1.10 - Practice problems
Load the HELPrct data set from the mosaicData package. The HELP study was a clinical trial for adult inpatients recruited from a detoxification unit. Patients with no primary care physician were randomly assigned to receive a multidisciplinary assessment and a brief motivational intervention or usual care and various outcomes were observed. Two of the variables in the dataset are sex, a factor with levels (male and female) and daysanysub, time (in days) to first use of any substance post-detox. We are interested in the difference in mean number of days to first use of any substance post-detox between males and females. There are some missing responses and the following code will produce favstats with the missing values and then provide a data set that for complete observations by applying the na.omit function that removes any observations with missing values.
require(mosaicData) #load the dataset
HELPrct2<-HELPrct[,c("daysanysub","sex")] #Just focus on two variables
HELPrct3<-na.omit(HELPrct2) #Removes subjects with missing
favstats(daysanysub~sex, data = HELPrct2)
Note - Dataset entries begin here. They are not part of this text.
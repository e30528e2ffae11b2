use std::{
    path::{Path, PathBuf},
    sync::Arc,
};

use async_trait::async_trait;
use cadence_common::transport;
use chrono::{NaiveDateTime, TimeDelta};
use parking_lot::Mutex;

use super::{MessageHandle, Transport, choose_identity};
use crate::error::TransportError;

/// Everything the memory transport was asked to do, in order
#[derive(Debug, Clone, PartialEq, Eq)]
pub enum TransportEvent {
    SessionOpened,
    Created { id: usize },
    Content { id: usize, to: String },
    Attachment { id: usize, path: PathBuf },
    IdentityBound { id: usize, identity: String },
    DeferredWrite { id: usize, value: NaiveDateTime },
    Saved { id: usize },
    Submitted { id: usize },
    Flushed,
    Released,
}

/// A message as the memory transport holds it
#[derive(Debug, Clone, Default, PartialEq, Eq)]
pub struct StoredMessage {
    pub id: usize,
    pub to: String,
    pub subject: String,
    pub body: String,
    pub rich: bool,
    pub attachments: Vec<PathBuf>,
    pub identity: Option<String>,

    /// The value as stored, skew included
    pub deferred: Option<NaiveDateTime>,
    pub saved: bool,
    pub submitted: bool,
}

#[derive(Debug, Default)]
struct State {
    events: Vec<TransportEvent>,
    messages: Vec<StoredMessage>,
    submissions: usize,
}

#[derive(Debug, Clone)]
struct Behaviour {
    shift: TimeDelta,
    readback: bool,
    identities: Vec<String>,
    fail_attachments: bool,
    fail_submission: Option<usize>,
}

/// In-memory transport
///
/// Honors the full transport contract and records every call. Stored
/// deferred-delivery values are offset by a configurable shift to reproduce
/// transports that convert the written value between zones. Failure injection
/// covers sessions, attachments, submissions and flushes.
#[derive(Debug)]
pub struct MemoryTransport {
    state: Arc<Mutex<State>>,
    behaviour: Behaviour,
    reachable: bool,
    fail_session: bool,
    fail_flush: bool,
}

impl Default for MemoryTransport {
    fn default() -> Self {
        Self::new()
    }
}

impl MemoryTransport {
    /// A reachable, skew-free transport with a single identity
    #[must_use]
    pub fn new() -> Self {
        Self {
            state: Arc::default(),
            behaviour: Behaviour {
                shift: TimeDelta::zero(),
                readback: true,
                identities: vec!["sender@localhost".to_string()],
                fail_attachments: false,
                fail_submission: None,
            },
            reachable: true,
            fail_session: false,
            fail_flush: false,
        }
    }

    /// Store every deferred-delivery value `shift` later than written
    #[must_use]
    pub const fn with_shift(mut self, shift: TimeDelta) -> Self {
        self.behaviour.shift = shift;
        self
    }

    #[must_use]
    pub fn with_identities<I, S>(mut self, identities: I) -> Self
    where
        I: IntoIterator<Item = S>,
        S: Into<String>,
    {
        self.behaviour.identities = identities.into_iter().map(Into::into).collect();
        self
    }

    #[must_use]
    pub const fn unreachable(mut self) -> Self {
        self.reachable = false;
        self
    }

    /// Report no value on deferred-delivery read-back
    #[must_use]
    pub const fn without_readback(mut self) -> Self {
        self.behaviour.readback = false;
        self
    }

    #[must_use]
    pub const fn fail_session(mut self) -> Self {
        self.fail_session = true;
        self
    }

    #[must_use]
    pub const fn fail_attachments(mut self) -> Self {
        self.behaviour.fail_attachments = true;
        self
    }

    /// Reject the `nth` submission (1-based)
    #[must_use]
    pub const fn fail_submission(mut self, nth: usize) -> Self {
        self.behaviour.fail_submission = Some(nth);
        self
    }

    #[must_use]
    pub const fn fail_flush(mut self) -> Self {
        self.fail_flush = true;
        self
    }

    #[must_use]
    pub fn events(&self) -> Vec<TransportEvent> {
        self.state.lock().events.clone()
    }

    #[must_use]
    pub fn messages(&self) -> Vec<StoredMessage> {
        self.state.lock().messages.clone()
    }

    #[must_use]
    pub fn submitted(&self) -> Vec<StoredMessage> {
        self.state
            .lock()
            .messages
            .iter()
            .filter(|message| message.submitted)
            .cloned()
            .collect()
    }

    /// Deferred-delivery values as written, per message
    #[must_use]
    pub fn deferred_writes(&self, id: usize) -> Vec<NaiveDateTime> {
        self.state
            .lock()
            .events
            .iter()
            .filter_map(|event| match event {
                TransportEvent::DeferredWrite { id: written, value } if *written == id => {
                    Some(*value)
                }
                _ => None,
            })
            .collect()
    }

    #[must_use]
    pub fn count(&self, matches: impl Fn(&TransportEvent) -> bool) -> usize {
        self.state.lock().events.iter().filter(|event| matches(event)).count()
    }

    fn record(&self, event: TransportEvent) {
        self.state.lock().events.push(event);
    }
}

#[async_trait]
impl Transport for MemoryTransport {
    async fn open_session(&self) -> Result<(), TransportError> {
        if self.fail_session {
            return Err(TransportError::Session(
                "memory transport configured to refuse sessions".to_string(),
            ));
        }

        self.record(TransportEvent::SessionOpened);
        Ok(())
    }

    fn release(&self) {
        self.record(TransportEvent::Released);
    }

    async fn create_draft(&self) -> Result<Box<dyn MessageHandle>, TransportError> {
        let id = {
            let mut state = self.state.lock();
            let id = state.messages.len();
            state.messages.push(StoredMessage {
                id,
                ..StoredMessage::default()
            });
            state.events.push(TransportEvent::Created { id });
            id
        };

        transport!("Created memory draft {id}");

        Ok(Box::new(MemoryMessage {
            id,
            state: Arc::clone(&self.state),
            behaviour: self.behaviour.clone(),
        }))
    }

    async fn is_reachable(&self) -> bool {
        self.reachable
    }

    async fn flush_outbound(&self) -> Result<(), TransportError> {
        if self.fail_flush {
            return Err(TransportError::Session("flush refused".to_string()));
        }

        self.record(TransportEvent::Flushed);
        Ok(())
    }
}

struct MemoryMessage {
    id: usize,
    state: Arc<Mutex<State>>,
    behaviour: Behaviour,
}

impl MemoryMessage {
    fn update(&self, event: TransportEvent, apply: impl FnOnce(&mut StoredMessage)) {
        let mut state = self.state.lock();
        if let Some(message) = state.messages.get_mut(self.id) {
            apply(message);
        }
        state.events.push(event);
    }
}

#[async_trait]
impl MessageHandle for MemoryMessage {
    async fn set_content(
        &mut self,
        to: &str,
        subject: &str,
        body: &str,
        rich: bool,
    ) -> Result<(), TransportError> {
        self.update(
            TransportEvent::Content {
                id: self.id,
                to: to.to_string(),
            },
            |message| {
                message.to = to.to_string();
                message.subject = subject.to_string();
                message.body = body.to_string();
                message.rich = rich;
            },
        );
        Ok(())
    }

    async fn add_attachment(&mut self, path: &Path) -> Result<(), TransportError> {
        if self.behaviour.fail_attachments {
            return Err(TransportError::Attachment {
                path: path.to_path_buf(),
                reason: "attachments disabled".to_string(),
            });
        }

        self.update(
            TransportEvent::Attachment {
                id: self.id,
                path: path.to_path_buf(),
            },
            |message| message.attachments.push(path.to_path_buf()),
        );
        Ok(())
    }

    async fn bind_identity(
        &mut self,
        preferred: Option<&str>,
    ) -> Result<Option<String>, TransportError> {
        let identity = choose_identity(&self.behaviour.identities, preferred)
            .ok_or(TransportError::NoIdentity)?
            .to_string();

        self.update(
            TransportEvent::IdentityBound {
                id: self.id,
                identity: identity.clone(),
            },
            |message| message.identity = Some(identity.clone()),
        );
        Ok(Some(identity))
    }

    async fn set_deferred_delivery(&mut self, at: NaiveDateTime) -> Result<(), TransportError> {
        let stored = at
            .checked_add_signed(self.behaviour.shift)
            .ok_or(TransportError::Property {
                property: "deferred_delivery",
                reason: format!("{at} is out of range"),
            })?;

        self.update(
            TransportEvent::DeferredWrite {
                id: self.id,
                value: at,
            },
            |message| message.deferred = Some(stored),
        );
        Ok(())
    }

    async fn get_deferred_delivery(&self) -> Result<Option<NaiveDateTime>, TransportError> {
        if !self.behaviour.readback {
            return Ok(None);
        }

        Ok(self
            .state
            .lock()
            .messages
            .get(self.id)
            .and_then(|message| message.deferred))
    }

    async fn save(&mut self) -> Result<(), TransportError> {
        self.update(TransportEvent::Saved { id: self.id }, |message| {
            message.saved = true;
        });
        Ok(())
    }

    async fn submit(self: Box<Self>) -> Result<Option<String>, TransportError> {
        let mut state = self.state.lock();
        state.submissions += 1;

        if self.behaviour.fail_submission == Some(state.submissions) {
            return Err(TransportError::Rejected(format!(
                "submission {} refused",
                state.submissions
            )));
        }

        if let Some(message) = state.messages.get_mut(self.id) {
            message.submitted = true;
        }
        state.events.push(TransportEvent::Submitted { id: self.id });

        Ok(Some(format!("mem-{:04}", self.id)))
    }
}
favstats(daysanysub~sex, data = HELPrct3)
1.1. Based on the results provided, how many observations were missing for males and females. Missing values here likely mean that the subjects didn't use any substances post-detox in the time of the study. This is called censoring. What is the problem with the numerical summaries if the missing responses were all something larger than the largest observation?
1.2. Make a beanplot and a boxplot of daysanysub ~ sex using the HELPrct3 data set created above. Compare the distributions, recommending parametric or nonparametric inferences.
1.3. Generate the permutation results and write out the 6+ steps of the hypothesis test, making sure to note the numerical value of observed test statistic you are using. Include scope of inference.
1.4. Interpret the p-value for these results.
1.5. Generate the parametric t.test results, reporting the test-statistic, its distribution under the null hypothesis, and compare the p-value to those observed using the permutation approach.
1.6. Make and interpret a 95% bootstrap confidence interval for the difference in the means.